Selection from Germplasm Panchami and Pournami

Panchami and Pournami are selections from germplasm. Two promising lines identified in the germplasm collections of the IISR were compared against two promising cultivars, Panniyur 1 and Karimunda and with introduced Kuching, the ruling cultivar in Malaysia. Of the two lines, one was a high yielding line from an elite mother vine of cv. Aimpiriyan, and the other was cv. Ottaplackal (named after the house of the farmer from where this was collected). The latter was found to be tolerant to root knot nematode—Meloidogyne incognita. The performance of these two cultivars was much superior to the prevailing varieties (Ravindran et al. 1992b, c).

Scheme 2.1 Flow chart of clonal selection programme in pepper.

Panchami and Pournami have good yield contributing characters (Nirmal Babu and Ravindran 1992). Panchami has medium long spikes (11.2 cm mean), high spiking intensity (77 spikes/100 nodes), high percentage of hermaphrodite flowers (91.5 %) and high fruit set (82 %). The spikes have the typical 5-rowed arrangement of fruits and the twisted nature of the spike as in the cv. Aimpiriyan. It is a late maturing type, fruits coming to harvesting about 8-9 months after flowering (Ravindran et al. 1992b). Pournami was selected based on its good yield potential and its tolerance to root knot nematodes. Studies showed that Pournami supported only a low population of nematodes both in roots and in soil around the plant. The root galling index was also lower (Ravindran et al. 1992c).

106 P.N.RAVINDRAN, K.NIRMAL BABU, B.SASIKUMAR and K.S.KRISHNAMURTHY Selection in OP Progenies

Pepper being heterozygous and propagated mainly through cuttings, segregation of characters can be expected in the open pollinated and selfed progenies. Because of the geitonogamous mode of pollination the open pollinated progenies are comparable to selfed offsprings. There is thus a fair chance to locate useful genotypes in open pollinated progenies. Comparative genetic variability with in open pollinated progenies of a few varieties of black pepper was reported by Ibrahim et al. (1986). From the studies carried out at Sarawak (Malaysia), Sim (1993) has identified five promising genotypes. They are the third generation open pollinated progenies from the cvs. Balancotta, Cheriakanikkadan and Kalluvally (all of them introduced from India). These five lines (14552-14556) were multiplied and tested in replicated trials. Of these, line 14556 was the most promising, having long, well set spikes, and was less susceptible to Phytophthora foot rot, and is also less susceptible to black berry disease caused by Colletotrichum than the cv. Kuching.

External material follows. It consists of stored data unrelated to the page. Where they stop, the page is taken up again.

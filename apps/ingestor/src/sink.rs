use anyhow::{Result, anyhow};
use async_trait::async_trait;
use rdkafka::config::ClientConfig;
use rdkafka::producer::{FutureProducer, FutureRecord};
use schema::{IngestionError, SwapRecord};
use std::time::Duration;

/// Downstream notification of ingestion results. Best-effort: callers log
/// failures and carry on.
#[async_trait]
pub trait SwapSink: Send + Sync {
    async fn swap_ingested(&self, swap: &SwapRecord) -> Result<()>;
    async fn record_failed(&self, error: &IngestionError) -> Result<()>;
}

pub struct NoopSink;

#[async_trait]
impl SwapSink for NoopSink {
    async fn swap_ingested(&self, _swap: &SwapRecord) -> Result<()> {
        Ok(())
    }

    async fn record_failed(&self, _error: &IngestionError) -> Result<()> {
        Ok(())
    }
}

pub fn create_producer(broker: &str) -> Result<FutureProducer> {
    let producer: FutureProducer = ClientConfig::new()
        .set("bootstrap.servers", broker)
        .set("acks", "all")
        .set("enable.idempotence", "true")
        .set("linger.ms", "10")
        .set("message.timeout.ms", "60000")
        .create()?;
    Ok(producer)
}

pub struct KafkaSink {
    producer: FutureProducer,
    swaps_topic: String,
    dlq_topic: String,
}

impl KafkaSink {
    pub fn new(producer: FutureProducer, swaps_topic: String, dlq_topic: String) -> Self {
        Self {
            producer,
            swaps_topic,
            dlq_topic,
        }
    }

    async fn send_json(&self, topic: &str, key: &str, json: &str) -> Result<()> {
        let rec = FutureRecord::<str, str>::to(topic).key(key).payload(json);
        match self.producer.send(rec, Duration::from_secs(5)).await {
            Ok(_) => Ok(()),
            Err((e, _)) => Err(anyhow!("kafka delivery error: {e:?}")),
        }
    }
}

#[async_trait]
impl SwapSink for KafkaSink {
    async fn swap_ingested(&self, swap: &SwapRecord) -> Result<()> {
        let payload = serde_json::to_string(swap)?;
        self.send_json(&self.swaps_topic, &swap.tx_hash, &payload).await
    }

    async fn record_failed(&self, error: &IngestionError) -> Result<()> {
        let payload = serde_json::to_string(error)?;
        self.send_json(&self.dlq_topic, &error.tx_hash, &payload).await
    }
}
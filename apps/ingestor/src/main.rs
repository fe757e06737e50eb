use anyhow::Result;
use clap::Parser;
use log::{error, info};
use serde_json::json;

mod config;
mod price;
mod reconcile;
mod sink;
mod source;
mod store;
mod tonapi;

use config::{Command, Config};
use price::{FallbackPrice, FixedPrice, PriceSource};
use reconcile::{RunOptions, reconcile};
use sink::{KafkaSink, NoopSink, SwapSink};
use source::{FileSource, RecordingSource, TransactionSource};
use store::{PgSwapStore, SwapStore};
use tonapi::TonApiClient;

fn setup_logging() {
    let _ = env_logger::Builder::from_env(env_logger::Env::default().default_filter_or("info"))
        .try_init();
}

#[tokio::main]
async fn main() -> Result<()> {
    dotenvy::dotenv().ok();
    setup_logging();

    let cli = config::Cli::parse();
    let cfg = config::load(&cli)?;

    let store = PgSwapStore::connect(&cfg.database_url, cfg.database_max_connections).await?;
    store.migrate().await?;

    let result = match cfg.command {
        Command::Sync => run_sync(&cfg, &store).await,
        Command::Stats => print_stats(&store, cfg.recent).await,
    };

    store.close().await;
    result
}

async fn run_sync(cfg: &Config, store: &PgSwapStore) -> Result<()> {
    let tonapi = TonApiClient::new(
        cfg.api_url.clone(),
        cfg.api_key.clone(),
        cfg.pool_address.clone(),
        cfg.fetch_timeout,
    )?;

    info!(
        "mode: {}",
        if cfg.from_file.is_some() {
            "replay"
        } else {
            "tonapi"
        }
    );

    let feed: Box<dyn TransactionSource> = match (&cfg.from_file, &cfg.record) {
        (Some(path), _) => {
            info!("replaying from {}", path.display());
            Box::new(FileSource::new(path.clone()))
        }
        (None, Some(rec)) => {
            info!("pool={} recording to {}", cfg.pool_address, rec.display());
            Box::new(RecordingSource::new(tonapi.clone(), rec.clone()))
        }
        (None, None) => {
            info!("pool={}", cfg.pool_address);
            Box::new(tonapi.clone())
        }
    };

    let price: Box<dyn PriceSource> = if cfg.live_price {
        Box::new(FallbackPrice::new(tonapi, cfg.price_usd))
    } else {
        Box::new(FixedPrice(cfg.price_usd))
    };

    let sink: Box<dyn SwapSink> = match &cfg.kafka_broker {
        Some(broker) => {
            info!(
                "publishing swaps to {} (dlq {}) via {}",
                cfg.kafka_swaps_topic, cfg.kafka_dlq_topic, broker
            );
            Box::new(KafkaSink::new(
                sink::create_producer(broker)?,
                cfg.kafka_swaps_topic.clone(),
                cfg.kafka_dlq_topic.clone(),
            ))
        }
        None => Box::new(NoopSink),
    };

    let opts = RunOptions {
        limit: cfg.limit,
        fetch_timeout: cfg.fetch_timeout,
        store_timeout: cfg.store_timeout,
        ..RunOptions::default()
    };

    let Some(interval) = cfg.interval else {
        return run_once(feed.as_ref(), store, price.as_ref(), sink.as_ref(), &opts).await;
    };

    info!("polling every {:?}", interval);
    let mut ticker = tokio::time::interval(interval);
    loop {
        tokio::select! {
            _ = tokio::signal::ctrl_c() => {
                info!("shutdown signal received");
                break;
            }
            _ = ticker.tick() => {
                // a failed run is already logged and reported; keep polling
                let _ = run_once(feed.as_ref(), store, price.as_ref(), sink.as_ref(), &opts).await;
            }
        }
    }
    Ok(())
}

async fn run_once(
    feed: &dyn TransactionSource,
    store: &dyn SwapStore,
    price: &dyn PriceSource,
    sink: &dyn SwapSink,
    opts: &RunOptions,
) -> Result<()> {
    match reconcile(feed, store, price, sink, opts).await {
        Ok(report) => {
            println!("{}", report.summary_json());
            Ok(())
        }
        Err(e) => {
            error!("sync failed: {e:#}");
            println!("{}", schema::failure_json(&format!("{e:#}")));
            Err(e)
        }
    }
}

async fn print_stats(store: &PgSwapStore, recent: i64) -> Result<()> {
    let stats = store.stats().await?;
    let swaps = store.recent(recent).await?;

    info!(
        "raw_swaps={} swaps={} total_xauh={} total_usd={}",
        stats.raw_swaps, stats.swaps, stats.total_amount_out, stats.total_value_usd
    );
    if stats.raw_swaps != stats.swaps {
        error!(
            "ledger/canonical mismatch: raw_swaps={} swaps={}",
            stats.raw_swaps, stats.swaps
        );
    }

    let out = json!({ "stats": stats, "recent": swaps });
    println!("{}", serde_json::to_string_pretty(&out)?);
    Ok(())
}
//! Geometric comparison of 3D surface scans.
//!
//! This crate compares two independently produced surface representations
//! of nominally the same physical object (an as-built scan against a
//! reference design) and reports where the surfaces diverge: additions,
//! omissions, or deformations.
//!
//! # Pipeline
//!
//! 1. **Sample** both mesh surfaces into uniform point sets (centroidal
//!    relaxation).
//! 2. **Normalize scale** using each sample's extremal (diametral) pair.
//! 3. **Coarse-align** with rotation-invariant local feature descriptors
//!    and a correspondence consensus search.
//! 4. **Refine** with iterative probabilistic rigid registration,
//!    reporting per-iteration progress.
//! 5. **Measure** per-point divergence fields in both directions.
//! 6. **Cluster** divergent regions into discrete defects with bounding
//!    spheres.
//!
//! # Quick Start
//!
//! ```no_run
//! use scan_compare::{compare, load_mesh, CompareParams};
//!
//! let source = load_mesh("as_built.stl").unwrap();
//! let target = load_mesh("reference.ply").unwrap();
//!
//! let result = compare(&source, &target, 0.5, &CompareParams::default()).unwrap();
//!
//! println!(
//!     "{} added regions, {} missing regions",
//!     result.forward_clusters.len(),
//!     result.backward_clusters.len()
//! );
//! for cluster in &result.forward_clusters {
//!     println!(
//!         "defect at ({:.1}, {:.1}, {:.1}), radius {:.2}",
//!         cluster.center.x, cluster.center.y, cluster.center.z, cluster.radius
//!     );
//! }
//! ```
//!
//! # Progress reporting
//!
//! The refinement stage accepts a synchronous callback invoked between
//! iterations, which a front-end can use to redraw or report progress:
//!
//! ```no_run
//! use scan_compare::{compare_with_progress, load_mesh, CompareParams};
//!
//! let source = load_mesh("as_built.stl").unwrap();
//! let target = load_mesh("reference.stl").unwrap();
//!
//! let mut hook = |iteration: usize, _points: &[nalgebra::Point3<f64>], max: usize| {
//!     eprintln!("refining {}/{}", iteration + 1, max);
//! };
//! let result = compare_with_progress(
//!     &source,
//!     &target,
//!     0.5,
//!     &CompareParams::default(),
//!     Some(&mut hook),
//! )
//! .unwrap();
//! # let _ = result;
//! ```
//!
//! # Determinism
//!
//! Every stage is deterministic given its inputs: pseudo-random draws use
//! fixed seeds and internal parallelism never affects results. A failed
//! registration indicates unsuitable input data, not a transient
//! condition, so nothing is retried.

mod error;
mod rng;
mod transform;
mod types;

pub mod defects;
pub mod divergence;
pub mod extremal;
pub mod features;
pub mod io;
pub mod pipeline;
pub mod refine;
pub mod sample;
pub mod spatial;

// Re-export core types at the crate root.
pub use error::{CompareError, CompareResult, InputSide};
pub use transform::{kabsch, RigidTransform};
pub use types::{Mesh, PointSet, Triangle};

// Re-export the main operations.
pub use defects::{cluster_defects, cluster_defects_with, DefectCluster, OutlierParams};
pub use divergence::{divergence_field, mean_pairwise_distance, DivergenceField};
pub use extremal::{extremal_pair, extremal_pair_with};
pub use features::{
    compute_descriptors, estimate_normals, register_features, voxel_downsample,
    FeatureDescriptor, FeatureParams,
};
pub use io::{load_mesh, save_mesh, MeshFormat};
pub use pipeline::{
    compare, compare_with_progress, normalization_transform, CompareParams, ComparisonResult,
    CLUSTER_SPACING_FACTOR, VOXEL_DIVISOR,
};
pub use refine::{refine_alignment, ProgressHook, RefineParams, RefineResult};
pub use sample::sample_surface;
pub use spatial::{ConvexHullComputer, KdTreeIndex, NearestNeighborIndex, Quickhull};

// Convenience methods on Mesh.
impl Mesh {
    /// Load a mesh from a file, auto-detecting format from the extension.
    pub fn load(path: impl AsRef<std::path::Path>) -> CompareResult<Self> {
        io::load_mesh(path)
    }

    /// Save the mesh to a file, auto-detecting format from the extension.
    pub fn save(&self, path: impl AsRef<std::path::Path>) -> CompareResult<()> {
        io::save_mesh(self, path)
    }

    /// Sample the mesh surface into an approximately uniform point set.
    pub fn sample(&self, count: usize) -> CompareResult<PointSet> {
        sample::sample_surface(self, count)
    }

    /// Compare this mesh (as the as-built source) against a reference
    /// target with default parameters.
    pub fn compare_to(
        &self,
        target: &Mesh,
        tolerance: f64,
    ) -> CompareResult<pipeline::ComparisonResult> {
        pipeline::compare(self, target, tolerance, &CompareParams::default())
    }
}
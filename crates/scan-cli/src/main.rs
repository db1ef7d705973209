//! Command-line surface comparison for 3D scans.
//!
//! Loads an as-built scan and a reference mesh, runs the alignment and
//! defect-detection pipeline, and prints a per-direction defect report.
//!
//! ```text
//! scan-compare as_built.stl reference.ply --tolerance 0.5
//! ```

use std::path::PathBuf;

use anyhow::{Context, Result};
use clap::Parser;
use colored::Colorize;
use tracing_subscriber::{fmt, prelude::*, EnvFilter};

use scan_compare::{
    compare_with_progress, extremal_pair, sample_surface, CompareParams, ComparisonResult,
    DefectCluster, FeatureParams, Mesh, RefineParams,
};

#[derive(Parser)]
#[command(
    name = "scan-compare",
    version,
    about = "Compare two 3D surface scans and report geometric defects",
    long_about = "Compares an as-built object scan against a reference design. The surfaces \
                  are aligned automatically (coarse feature registration followed by \
                  probabilistic refinement); divergent regions are clustered into discrete \
                  defects with bounding spheres. Accepts STL, OBJ, and PLY meshes."
)]
struct Cli {
    /// Path to the as-built scan (source).
    source: PathBuf,

    /// Path to the reference design (target).
    target: PathBuf,

    /// Divergence tolerance in target units; defaults to 1% of the
    /// reference diameter.
    #[arg(short = 't', long)]
    tolerance: Option<f64>,

    /// Surface sample count used for alignment.
    #[arg(long, default_value_t = 2000)]
    samples: usize,

    /// Surface sample count used for divergence measurement.
    #[arg(long, default_value_t = 6000)]
    dense_samples: usize,

    /// Refinement iteration cap.
    #[arg(long, default_value_t = 60)]
    max_iterations: usize,

    /// Coarse registration consensus iteration cap.
    #[arg(long, default_value_t = 64)]
    feature_iterations: usize,

    /// Increase log verbosity (-v: debug, -vv: trace).
    #[arg(short, long, action = clap::ArgAction::Count)]
    verbose: u8,
}

fn main() -> Result<()> {
    let cli = Cli::parse();
    init_tracing(cli.verbose);

    let source = Mesh::load(&cli.source)
        .with_context(|| format!("loading source mesh {}", cli.source.display()))?;
    let target = Mesh::load(&cli.target)
        .with_context(|| format!("loading target mesh {}", cli.target.display()))?;

    println!(
        "{} {} ({} vertices) vs {} ({} vertices)",
        "Comparing".bold(),
        cli.source.display(),
        source.vertex_count(),
        cli.target.display(),
        target.vertex_count()
    );

    let tolerance = match cli.tolerance {
        Some(t) => t,
        None => {
            let t = default_tolerance(&target)?;
            println!("  using automatic tolerance {:.4}", t);
            t
        }
    };

    let params = CompareParams::default()
        .with_alignment_samples(cli.samples)
        .with_divergence_samples(cli.dense_samples)
        .with_refine(RefineParams::default().with_max_iterations(cli.max_iterations))
        .with_features(FeatureParams::default().with_max_iterations(cli.feature_iterations));

    let mut hook = |iteration: usize, _: &[nalgebra::Point3<f64>], max: usize| {
        let pct = ((iteration + 1) * 100) / max;
        eprint!("\r  refining alignment: {:>3}%", pct);
    };

    let result = compare_with_progress(&source, &target, tolerance, &params, Some(&mut hook))
        .context("surface comparison failed")?;
    eprintln!();

    report(&result, tolerance);

    if !result.forward_clusters.is_empty() || !result.backward_clusters.is_empty() {
        std::process::exit(1);
    }
    Ok(())
}

fn init_tracing(verbosity: u8) {
    let default_level = match verbosity {
        0 => "warn",
        1 => "debug",
        _ => "trace",
    };
    let filter = EnvFilter::try_from_default_env()
        .unwrap_or_else(|_| EnvFilter::new(format!("scan_compare={default_level}")));
    tracing_subscriber::registry()
        .with(fmt::layer().with_target(false).with_writer(std::io::stderr))
        .with(filter)
        .init();
}

/// Automatic tolerance: 1% of the reference diameter.
fn default_tolerance(target: &Mesh) -> Result<f64> {
    let samples = sample_surface(target, 500).context("sampling reference for tolerance")?;
    let (a, b) = extremal_pair(&samples.points).context("measuring reference diameter")?;
    Ok((b - a).norm() * 0.01)
}

fn report(result: &ComparisonResult, tolerance: f64) {
    if !result.refine_converged {
        println!(
            "{} refinement stopped at {} iterations without converging; results are best-effort",
            "warning:".yellow().bold(),
            result.refine_iterations
        );
    }

    println!(
        "  alignment: scale {:.4}, {} refinement iterations",
        result.transform.scale, result.refine_iterations
    );
    println!(
        "  divergence > {:.4}: {} source points, {} target points",
        tolerance,
        result.forward_field.iter().filter(|&&d| d > tolerance).count(),
        result.backward_field.iter().filter(|&&d| d > tolerance).count(),
    );

    print_clusters("Added surface defects", &result.forward_clusters);
    print_clusters("Missing surface defects", &result.backward_clusters);

    if result.forward_clusters.is_empty() && result.backward_clusters.is_empty() {
        println!("{}", "No defects detected".green().bold());
    }
}

fn print_clusters(label: &str, clusters: &[DefectCluster]) {
    if clusters.is_empty() {
        println!("{}: {}", label.bold(), "none".green());
        return;
    }

    println!("{}: {}", label.bold(), clusters.len().to_string().red());
    for (i, cluster) in clusters.iter().enumerate() {
        println!(
            "  #{:<2} {} points, center ({:.2}, {:.2}, {:.2}), radius {:.3}",
            i + 1,
            cluster.len(),
            cluster.center.x,
            cluster.center.y,
            cluster.center.z,
            cluster.radius
        );
    }
}
fn load_stl_binary(path: &Path, bytes: &[u8]) -> CompareResult<Mesh> {
    if bytes.len() < 84 {
        return Err(CompareError::parse(path, "binary STL shorter than header"));
    }

    let count = u32::from_le_bytes([bytes[80], bytes[81], bytes[82], bytes[83]]) as usize;
    let expected = 84 + count * 50;
    if bytes.len() < expected {
        return Err(CompareError::parse(
            path,
            format!(
                "binary STL truncated: header promises {} triangles but file holds {} bytes",
                count,
                bytes.len()
            ),
        ));
    }

    let mut welder = VertexWelder::new();
    let mut faces = Vec::with_capacity(count);

    for t in 0..count {
        let base = 84 + t * 50;
        let mut indices = [0u32; 3];
        for (vi, index) in indices.iter_mut().enumerate() {
            // Skip the 12-byte normal; vertices follow.
            let off = base + 12 + vi * 12;
            let x = f32::from_le_bytes(bytes[off..off + 4].try_into().unwrap()) as f64;
            let y = f32::from_le_bytes(bytes[off + 4..off + 8].try_into().unwrap()) as f64;
            let z = f32::from_le_bytes(bytes[off + 8..off + 12].try_into().unwrap()) as f64;
            *index = welder.index_of(Point3::new(x, y, z));
        }
        faces.push(indices);
    }

    Ok(Mesh {
        vertices: welder.vertices,
        faces,
    })
}

fn load_stl_ascii(path: &Path, bytes: &[u8]) -> CompareResult<Mesh> {
    let text = std::str::from_utf8(bytes)
        .map_err(|_| CompareError::parse(path, "ASCII STL is not valid UTF-8"))?;

    let mut welder = VertexWelder::new();
    let mut faces = Vec::new();
    let mut pending: Vec<u32> = Vec::with_capacity(3);

    for (line_num, line) in text.lines().enumerate() {
        let line = line.trim();
        if let Some(rest) = line.strip_prefix("vertex") {
            let mut coords = rest.split_whitespace();
            let mut parse = |name| {
                coords
                    .next()
                    .and_then(|s| s.parse::<f64>().ok())
                    .ok_or_else(|| {
                        CompareError::parse(
                            path,
                            format!("bad {} coordinate on line {}", name, line_num + 1),
                        )
                    })
            };
            let x = parse("x")?;
            let y = parse("y")?;
            let z = parse("z")?;
            pending.push(welder.index_of(Point3::new(x, y, z)));

            if pending.len() == 3 {
                faces.push([pending[0], pending[1], pending[2]]);
                pending.clear();
            }
        } else if line.starts_with("endloop") && !pending.is_empty() {
            return Err(CompareError::parse(
                path,
                format!("facet with {} vertices near line {}", pending.len(), line_num + 1),
            ));
        }
    }

    Ok(Mesh {
        vertices: welder.vertices,
        faces,
    })
}

fn save_stl(mesh: &Mesh, path: &Path) -> CompareResult<()> {
    let file = File::create(path).map_err(|e| CompareError::io_write(path, e))?;
    let mut writer = BufWriter::new(file);
    let wr = |e| CompareError::io_write(path, e);

    writer.write_all(&[0u8; 80]).map_err(wr)?;
    writer
        .write_all(&(mesh.face_count() as u32).to_le_bytes())
        .map_err(wr)?;

    for tri in mesh.triangles() {
        let normal = tri.normal_unnormalized();
        let n = if normal.norm() > 0.0 {
            normal.normalize()
        } else {
            normal
        };
        for value in [n.x, n.y, n.z] {
            writer.write_all(&(value as f32).to_le_bytes()).map_err(wr)?;
        }
        for v in [tri.v0, tri.v1, tri.v2] {
            for value in [v.x, v.y, v.z] {
                writer.write_all(&(value as f32).to_le_bytes()).map_err(wr)?;
            }
        }
        writer.write_all(&[0u8; 2]).map_err(wr)?;
    }

    Ok(())
}

// ============================================================================
// OBJ
// ============================================================================

fn load_obj(path: &Path) -> CompareResult<Mesh> {
    let file = File::open(path).map_err(|e| CompareError::io_read(path, e))?;
    let reader = BufReader::new(file);

    let mut mesh = Mesh::new();

    for (line_num, line) in reader.lines().enumerate() {
        let line = line.map_err(|e| CompareError::io_read(path, e))?;
        let line = line.trim();

        if let Some(rest) = line.strip_prefix("v ") {
            let coords: Vec<f64> = rest
                .split_whitespace()
                .take(3)
                .filter_map(|s| s.parse().ok())
                .collect();
            if coords.len() != 3 {
                return Err(CompareError::parse(
                    path,
                    format!("malformed vertex on line {}", line_num + 1),
                ));
            }
            mesh.vertices
                .push(Point3::new(coords[0], coords[1], coords[2]));
        } else if let Some(rest) = line.strip_prefix("f ") {
            let indices: Vec<u32> = rest
                .split_whitespace()
                .map(|token| parse_obj_index(token, mesh.vertices.len()))
                .collect::<Result<_, _>>()
                .map_err(|msg| {
                    CompareError::parse(path, format!("{} on line {}", msg, line_num + 1))
                })?;
            if indices.len() < 3 {
                return Err(CompareError::parse(
                    path,
                    format!("face with fewer than 3 vertices on line {}", line_num + 1),
                ));
            }
            // Fan-triangulate polygons.
            for i in 1..indices.len() - 1 {
                mesh.faces.push([indices[0], indices[i], indices[i + 1]]);
            }
        }
    }

    Ok(mesh)
}
#[cfg(test)]
mod tests {
    use super::*;
    use nalgebra::UnitQuaternion;

    fn grid_cloud(n: usize, spacing: f64) -> Vec<Point3<f64>> {
        // Points on the surface of an n x n x n box shell.
        let mut points = Vec::new();
        let side = (n - 1) as f64 * spacing;
        for i in 0..n {
            for j in 0..n {
                let (a, b) = (i as f64 * spacing, j as f64 * spacing);
                points.push(Point3::new(a, b, 0.0));
                points.push(Point3::new(a, b, side));
                points.push(Point3::new(a, 0.0, b));
                points.push(Point3::new(a, side, b));
                points.push(Point3::new(0.0, a, b));
                points.push(Point3::new(side, a, b));
            }
        }
        points
    }

    #[test]
    fn test_voxel_downsample_reduces_and_stays_in_bounds() {
        let points = grid_cloud(8, 1.0);
        let down = voxel_downsample(&points, 2.0);
        assert!(down.len() < points.len());
        assert!(!down.is_empty());
        for p in &down {
            assert!(p.x >= -1e-9 && p.x <= 7.0 + 1e-9);
        }
    }

    #[test]
    fn test_voxel_downsample_is_deterministic() {
        let points = grid_cloud(6, 1.0);
        let a = voxel_downsample(&points, 1.5);
        let b = voxel_downsample(&points, 1.5);
        assert_eq!(a.len(), b.len());
        for (pa, pb) in a.iter().zip(b.iter()) {
            assert_eq!(pa, pb);
        }
    }

    #[test]
    fn test_normals_on_plane_are_vertical() {
        let mut points = Vec::new();
        for i in 0..10 {
            for j in 0..10 {
                points.push(Point3::new(i as f64, j as f64, 0.0));
            }
        }
        let normals = estimate_normals(&points, 8);
        for n in &normals {
            assert!(
                n.z.abs() > 0.99,
                "plane normal should be near ±z, got {:?}",
                n
            );
        }
    }

    #[test]
    fn test_descriptor_invariance_under_rigid_motion() {
        let points = grid_cloud(6, 1.0);
        let normals = estimate_normals(&points, 12);
        let features = compute_descriptors(&points, &normals, 2.5);

        let motion = RigidTransform {
            scale: 1.0,
            rotation: UnitQuaternion::from_axis_angle(&Vector3::z_axis(), 0.8),
            translation: Vector3::new(10.0, -4.0, 2.0),
        };
        let moved: Vec<_> = points.iter().map(|p| motion.transform_point(p)).collect();
        let moved_normals = estimate_normals(&moved, 12);
        let moved_features = compute_descriptors(&moved, &moved_normals, 2.5);

        // Same point, same local geometry: descriptors should be close.
        let mut total = 0.0;
        for (f, g) in features.iter().zip(moved_features.iter()) {
            total += descriptor_distance_sq(f, g).sqrt();
        }
        let mean = total / features.len() as f64;
        assert!(mean < 0.05, "mean descriptor drift {} too large", mean);
    }

    #[test]
    fn test_register_recovers_rigid_offset() {
        let points = grid_cloud(8, 1.0);
        let source = PointSet::from_points(points.clone());

        let truth = RigidTransform {
            scale: 1.0,
            rotation: UnitQuaternion::from_axis_angle(&Vector3::z_axis(), 0.5),
            translation: Vector3::new(3.0, 1.0, -2.0),
        };
        let target = PointSet::from_points(
            points.iter().map(|p| truth.transform_point(p)).collect(),
        );

        let voxel = 0.8;
        let transform =
            register_features(&source, &target, voxel, &FeatureParams::default()).unwrap();

        // Coarse contract: after the transform, most source points should
        // lie close to SOME target point. (The box shell is symmetric, so
        // the recovered rotation may legitimately differ from `truth` by a
        // symmetry of the box.)
        let index = KdTreeIndex::build(&target.points);
        let mut close = 0usize;
        for p in &source.points {
            let aligned = transform.transform_point(p);
            if let Some((_, d)) = index.nearest(&aligned) {
                if d < voxel {
                    close += 1;
                }
            }
        }
        assert!(
            close * 2 > source.len(),
            "only {}/{} points coarsely aligned",
            close,
            source.len()
        );
    }

    #[test]
    fn test_insufficient_features_error_names_side() {
        let source = PointSet::from_points(vec![Point3::origin(); 5]);
        let target = PointSet::from_points(grid_cloud(6, 1.0));
        let result = register_features(&source, &target, 1.0, &FeatureParams::default());
        match result {
            Err(CompareError::InsufficientFeatures { side, .. }) => {
                assert_eq!(side, InputSide::Source);
            }
            _ => panic!("expected InsufficientFeatures"),
        }
    }
}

Selection in OP progenies was carried out at the Pepper Research Station, Panniyur (Kerala). Two cultivars Panniyur 2 and 5 were developed through selection in op progenies of cvs. Balankotta and Perumkodi respectively. Panniyur 2 has an average yield of 2570 kg/ha (dry) and Panniyur 5, 1098 kg/ha (dry). They have 35.7 per cent dry recovery. Panniyur 2 has 6.6 per cent piperine and 10.9 per cent oleoresin and 3.4 per cent oil, while Panniyur 5 has 5.5 per cent piperine, 12.3 per cent oleoresin and 3.8 per cent oil. Panniyur-2 and 5 have moderately good yield contributing characters such as medium long spike (12.3 and 13.1 cm), high bisexual flowers (97 and 96%), fruit set (74 and 87%), number of fruits/spike (74 and 103), fruit volume (120 and 104 cc/1000 fruits) and higher fruit weight (127 and 110 g/1000 fruits).